* _Problem_
Scan the entries and copy each line where the word "playing" is present.

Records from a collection
*** Begin section ***

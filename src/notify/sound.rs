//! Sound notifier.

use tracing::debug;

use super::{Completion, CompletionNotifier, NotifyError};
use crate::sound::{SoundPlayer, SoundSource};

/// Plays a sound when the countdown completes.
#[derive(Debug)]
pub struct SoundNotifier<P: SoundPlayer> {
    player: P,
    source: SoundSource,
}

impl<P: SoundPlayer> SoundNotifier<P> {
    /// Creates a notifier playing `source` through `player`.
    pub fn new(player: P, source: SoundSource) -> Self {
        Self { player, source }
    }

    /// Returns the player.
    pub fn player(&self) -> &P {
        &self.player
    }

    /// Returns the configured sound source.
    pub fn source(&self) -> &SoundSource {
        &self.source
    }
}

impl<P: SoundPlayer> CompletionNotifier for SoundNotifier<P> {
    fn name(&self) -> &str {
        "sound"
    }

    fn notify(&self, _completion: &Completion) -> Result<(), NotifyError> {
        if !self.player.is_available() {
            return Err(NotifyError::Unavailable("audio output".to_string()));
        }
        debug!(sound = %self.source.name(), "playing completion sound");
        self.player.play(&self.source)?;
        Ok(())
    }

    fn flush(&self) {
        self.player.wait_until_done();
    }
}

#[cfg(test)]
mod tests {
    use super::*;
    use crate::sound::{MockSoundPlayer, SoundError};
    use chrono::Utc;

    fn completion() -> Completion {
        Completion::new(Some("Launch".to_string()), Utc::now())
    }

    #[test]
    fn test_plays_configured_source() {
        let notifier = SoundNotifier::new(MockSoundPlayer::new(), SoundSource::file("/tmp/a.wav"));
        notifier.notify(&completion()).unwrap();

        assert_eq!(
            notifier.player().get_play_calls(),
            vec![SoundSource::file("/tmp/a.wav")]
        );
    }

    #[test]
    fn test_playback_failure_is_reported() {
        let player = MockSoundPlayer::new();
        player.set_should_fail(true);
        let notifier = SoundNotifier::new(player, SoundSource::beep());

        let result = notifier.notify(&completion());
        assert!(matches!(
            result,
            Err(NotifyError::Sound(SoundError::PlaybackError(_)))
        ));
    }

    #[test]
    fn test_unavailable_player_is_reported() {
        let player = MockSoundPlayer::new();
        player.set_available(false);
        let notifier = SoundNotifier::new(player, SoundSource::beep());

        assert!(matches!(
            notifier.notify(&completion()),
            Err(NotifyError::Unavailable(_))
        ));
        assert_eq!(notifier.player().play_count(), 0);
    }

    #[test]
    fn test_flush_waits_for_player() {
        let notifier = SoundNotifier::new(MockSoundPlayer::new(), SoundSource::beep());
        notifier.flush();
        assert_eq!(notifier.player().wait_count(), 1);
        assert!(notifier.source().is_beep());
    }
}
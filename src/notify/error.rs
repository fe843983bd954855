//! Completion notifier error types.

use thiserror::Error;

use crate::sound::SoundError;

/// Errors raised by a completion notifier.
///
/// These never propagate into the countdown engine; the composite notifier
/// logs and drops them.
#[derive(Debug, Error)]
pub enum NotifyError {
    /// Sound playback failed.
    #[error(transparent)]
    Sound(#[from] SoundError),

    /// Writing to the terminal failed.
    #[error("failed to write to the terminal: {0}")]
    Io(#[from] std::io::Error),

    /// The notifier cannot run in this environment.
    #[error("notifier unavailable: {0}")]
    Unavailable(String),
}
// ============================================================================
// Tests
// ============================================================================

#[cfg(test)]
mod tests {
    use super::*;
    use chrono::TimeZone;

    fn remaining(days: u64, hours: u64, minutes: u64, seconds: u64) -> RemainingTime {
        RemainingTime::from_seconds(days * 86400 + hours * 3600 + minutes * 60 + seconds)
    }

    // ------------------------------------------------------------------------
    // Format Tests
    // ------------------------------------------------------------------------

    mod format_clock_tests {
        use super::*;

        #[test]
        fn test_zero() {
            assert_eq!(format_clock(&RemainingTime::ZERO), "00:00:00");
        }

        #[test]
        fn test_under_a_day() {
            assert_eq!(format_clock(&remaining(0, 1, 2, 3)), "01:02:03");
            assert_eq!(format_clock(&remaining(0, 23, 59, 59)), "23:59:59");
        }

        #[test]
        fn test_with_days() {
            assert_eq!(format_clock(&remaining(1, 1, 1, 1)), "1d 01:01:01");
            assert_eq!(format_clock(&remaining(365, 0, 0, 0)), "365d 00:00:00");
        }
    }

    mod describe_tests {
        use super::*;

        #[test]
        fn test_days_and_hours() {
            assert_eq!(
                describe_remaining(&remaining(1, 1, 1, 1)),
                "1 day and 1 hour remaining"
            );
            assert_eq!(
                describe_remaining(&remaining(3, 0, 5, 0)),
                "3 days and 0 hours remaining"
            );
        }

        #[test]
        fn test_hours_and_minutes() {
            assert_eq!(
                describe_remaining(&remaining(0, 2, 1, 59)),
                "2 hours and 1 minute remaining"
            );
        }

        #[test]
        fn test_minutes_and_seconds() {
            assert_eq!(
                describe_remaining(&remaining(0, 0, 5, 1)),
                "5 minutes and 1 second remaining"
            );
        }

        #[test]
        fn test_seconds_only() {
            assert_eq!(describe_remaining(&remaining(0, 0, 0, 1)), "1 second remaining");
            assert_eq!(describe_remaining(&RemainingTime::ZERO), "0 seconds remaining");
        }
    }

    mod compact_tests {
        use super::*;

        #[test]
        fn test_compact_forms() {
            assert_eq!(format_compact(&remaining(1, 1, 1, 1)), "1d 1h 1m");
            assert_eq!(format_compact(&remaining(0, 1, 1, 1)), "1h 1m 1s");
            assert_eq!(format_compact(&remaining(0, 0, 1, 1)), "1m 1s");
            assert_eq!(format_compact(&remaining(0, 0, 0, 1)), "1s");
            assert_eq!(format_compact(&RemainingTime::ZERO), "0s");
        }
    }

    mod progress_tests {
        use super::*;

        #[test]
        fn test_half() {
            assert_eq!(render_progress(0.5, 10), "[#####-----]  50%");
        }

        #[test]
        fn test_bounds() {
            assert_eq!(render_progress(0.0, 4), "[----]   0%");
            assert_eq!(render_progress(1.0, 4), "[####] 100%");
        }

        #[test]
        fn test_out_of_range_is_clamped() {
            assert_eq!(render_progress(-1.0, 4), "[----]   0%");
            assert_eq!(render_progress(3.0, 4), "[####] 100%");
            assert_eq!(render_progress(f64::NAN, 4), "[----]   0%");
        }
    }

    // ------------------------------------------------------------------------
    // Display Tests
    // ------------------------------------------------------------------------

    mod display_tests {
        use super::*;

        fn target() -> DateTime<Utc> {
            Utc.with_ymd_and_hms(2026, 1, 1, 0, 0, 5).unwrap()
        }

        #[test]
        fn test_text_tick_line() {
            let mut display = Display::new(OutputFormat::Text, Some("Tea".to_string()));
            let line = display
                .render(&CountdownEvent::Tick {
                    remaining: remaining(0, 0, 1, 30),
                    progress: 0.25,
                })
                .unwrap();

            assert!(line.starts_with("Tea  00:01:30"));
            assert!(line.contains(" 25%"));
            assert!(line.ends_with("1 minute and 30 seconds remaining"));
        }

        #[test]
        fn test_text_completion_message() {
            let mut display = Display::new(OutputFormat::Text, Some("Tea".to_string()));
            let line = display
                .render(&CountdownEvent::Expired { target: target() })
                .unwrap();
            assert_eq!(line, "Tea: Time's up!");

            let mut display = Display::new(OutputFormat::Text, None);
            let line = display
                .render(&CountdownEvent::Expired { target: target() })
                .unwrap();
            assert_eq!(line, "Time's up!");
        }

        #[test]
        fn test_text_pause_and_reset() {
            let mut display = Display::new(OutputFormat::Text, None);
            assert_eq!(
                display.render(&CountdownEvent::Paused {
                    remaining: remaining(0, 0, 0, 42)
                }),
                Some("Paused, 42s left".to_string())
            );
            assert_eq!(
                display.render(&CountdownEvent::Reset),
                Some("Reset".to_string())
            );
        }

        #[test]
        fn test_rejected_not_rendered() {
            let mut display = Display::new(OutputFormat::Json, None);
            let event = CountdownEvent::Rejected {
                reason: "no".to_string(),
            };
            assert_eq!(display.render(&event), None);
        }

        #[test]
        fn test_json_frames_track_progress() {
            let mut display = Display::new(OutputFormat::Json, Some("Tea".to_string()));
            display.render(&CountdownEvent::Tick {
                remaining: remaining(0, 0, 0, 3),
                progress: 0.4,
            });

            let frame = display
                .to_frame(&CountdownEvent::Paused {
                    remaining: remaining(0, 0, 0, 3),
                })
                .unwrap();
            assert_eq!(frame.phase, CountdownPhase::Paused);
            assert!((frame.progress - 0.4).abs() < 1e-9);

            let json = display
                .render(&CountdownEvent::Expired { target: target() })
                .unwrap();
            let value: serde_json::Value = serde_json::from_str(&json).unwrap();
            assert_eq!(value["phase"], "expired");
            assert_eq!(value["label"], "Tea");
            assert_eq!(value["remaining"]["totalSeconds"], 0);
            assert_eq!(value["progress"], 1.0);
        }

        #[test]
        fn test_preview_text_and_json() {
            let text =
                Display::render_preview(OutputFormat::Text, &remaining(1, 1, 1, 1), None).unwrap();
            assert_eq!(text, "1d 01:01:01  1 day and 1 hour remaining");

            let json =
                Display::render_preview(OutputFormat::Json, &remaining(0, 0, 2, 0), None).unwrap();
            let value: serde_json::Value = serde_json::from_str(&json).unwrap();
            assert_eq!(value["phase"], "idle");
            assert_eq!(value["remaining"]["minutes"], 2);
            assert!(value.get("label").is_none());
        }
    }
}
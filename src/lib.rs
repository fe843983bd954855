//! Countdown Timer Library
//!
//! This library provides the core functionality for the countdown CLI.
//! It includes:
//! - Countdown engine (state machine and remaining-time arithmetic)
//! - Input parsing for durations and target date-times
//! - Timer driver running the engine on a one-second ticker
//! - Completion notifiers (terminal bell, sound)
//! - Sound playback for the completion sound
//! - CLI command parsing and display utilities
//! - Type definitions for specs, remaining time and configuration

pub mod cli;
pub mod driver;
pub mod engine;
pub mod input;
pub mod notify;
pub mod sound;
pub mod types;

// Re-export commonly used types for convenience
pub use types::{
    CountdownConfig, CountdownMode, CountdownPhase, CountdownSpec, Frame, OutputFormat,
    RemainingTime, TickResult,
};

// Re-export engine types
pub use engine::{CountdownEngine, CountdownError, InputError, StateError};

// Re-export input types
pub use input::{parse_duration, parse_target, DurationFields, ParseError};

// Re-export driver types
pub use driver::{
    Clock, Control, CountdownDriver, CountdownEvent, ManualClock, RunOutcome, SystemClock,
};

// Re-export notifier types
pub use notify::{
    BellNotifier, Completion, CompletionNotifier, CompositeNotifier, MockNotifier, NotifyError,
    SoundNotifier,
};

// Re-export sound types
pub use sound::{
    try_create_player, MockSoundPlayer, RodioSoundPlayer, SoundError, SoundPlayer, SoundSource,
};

*** End section ***

* _Output of the task_
    /// Creates a notifier playing `source` through `player`.
        debug!(sound = %self.source.name(), "playing completion sound");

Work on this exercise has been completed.